In “Supermarket checkout still stuck in the past,” The Los Angeles Times has an interesting story about technology and the grocery industry. The Times notes that grocers have experimented with various technologies, but have been slow to adopt them because of cost and other factors. Quoting food-industry analyst Phil Lempert, editor of The Lempert Report, “Most consumers would rather have a competent cashier and bagger than any new technology.” It’s in part a matter of trusting technology, which leads to Lempert’s view of the future: “But what people do trust and value is their smartphone, and that’s an easy next step for the industry.”
A critical step in whatever technology is used – kiosks, websites, mobile apps, self-checkout, scanners or even (as we’ll see in a moment) talking shopping carts – is that it center around the customer. The customer must not only receive benefit but also recognize benefit. Contributing editor Lance Du Chateau took up that very topic in our most recent issue, in his “Check Yourself Before You Wreck Yourself.” Du Chateau reminds us that tech does not succeed without clear customer benefit: “Although self-checkout in the grocery world is unlikely to disappear completely, there is certainly room for both functionality improvements and an enhanced customer experience to create a material shift in usage. Of course, it’s better to incorporate a customer-centric focus from the beginning, when a new idea is in development. When customers drive a new program or process, they are far less likely to wreck it.”

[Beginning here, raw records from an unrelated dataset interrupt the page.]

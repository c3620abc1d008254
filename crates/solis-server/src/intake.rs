//! Per-lead mailboxes feeding the orchestrator.
//!
//! One bounded mpsc channel and worker task per phone number: events for the
//! same lead process strictly in arrival order, events for different leads in
//! parallel. The orchestrator's own keyed lock backs this up, so ordering
//! holds even if a second worker ever appears for a phone.

use std::sync::Arc;

use dashmap::DashMap;
use tokio::sync::mpsc;
use tracing::{info, warn};

use solis_agent::Orchestrator;
use solis_whatsapp::types::InboundEvent;

const MAILBOX_DEPTH: usize = 32;

pub struct Intake {
    orchestrator: Arc<Orchestrator>,
    mailboxes: DashMap<String, mpsc::Sender<InboundEvent>>,
}

impl Intake {
    pub fn new(orchestrator: Arc<Orchestrator>) -> Self {
        Self {
            orchestrator,
            mailboxes: DashMap::new(),
        }
    }

    /// Number of live mailboxes (health endpoint).
    pub fn depth(&self) -> usize {
        self.mailboxes.len()
    }

    /// Queue an event for its lead's worker, spawning the worker on first use.
    pub fn enqueue(&self, event: InboundEvent) {
        let phone = event.phone.as_str().to_string();

        let sender = self
            .mailboxes
            .entry(phone.clone())
            .or_insert_with(|| self.spawn_worker(&phone))
            .clone();

        match sender.try_send(event) {
            Ok(()) => {}
            Err(mpsc::error::TrySendError::Full(ev)) => {
                // A lead spamming faster than we reply: drop the oldest-style
                // behavior is not available on mpsc, so drop the newest and log.
                warn!(phone = %ev.phone, "mailbox full, event dropped");
            }
            Err(mpsc::error::TrySendError::Closed(ev)) => {
                // Worker died; replace it and retry once.
                warn!(phone = %ev.phone, "mailbox closed, respawning worker");
                let sender = self.spawn_worker(&phone);
                self.mailboxes.insert(phone, sender.clone());
                let _ = sender.try_send(ev);
            }
        }
    }

    fn spawn_worker(&self, phone: &str) -> mpsc::Sender<InboundEvent> {
        let (tx, mut rx) = mpsc::channel::<InboundEvent>(MAILBOX_DEPTH);
        let orchestrator = Arc::clone(&self.orchestrator);
        let phone = phone.to_string();

        tokio::spawn(async move {
            info!(%phone, "lead worker started");
            while let Some(event) = rx.recv().await {
                match orchestrator.handle_inbound(event).await {
                    Ok(outcome) if outcome.duplicate => {}
                    Ok(outcome) => {
                        info!(%phone, stage = %outcome.stage, replied = outcome.reply.is_some(), "turn complete");
                    }
                    Err(e) => {
                        warn!(%phone, error = %e, "turn failed");
                    }
                }
            }
            info!(%phone, "lead worker stopped");
        });

        tx
    }
}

And as an addendum, I discussed some rather extreme shopping tech in “Putting the Cart Before the Hoarse” – carts that follow you (literally follow you) through the store, and talk to you as you place items in the cart. Such ideas may be innovative, but do they properly align with how customers actually shop? Technology is most valuable when it enhances and supplements the customer experience, particularly when the tech alters that experience.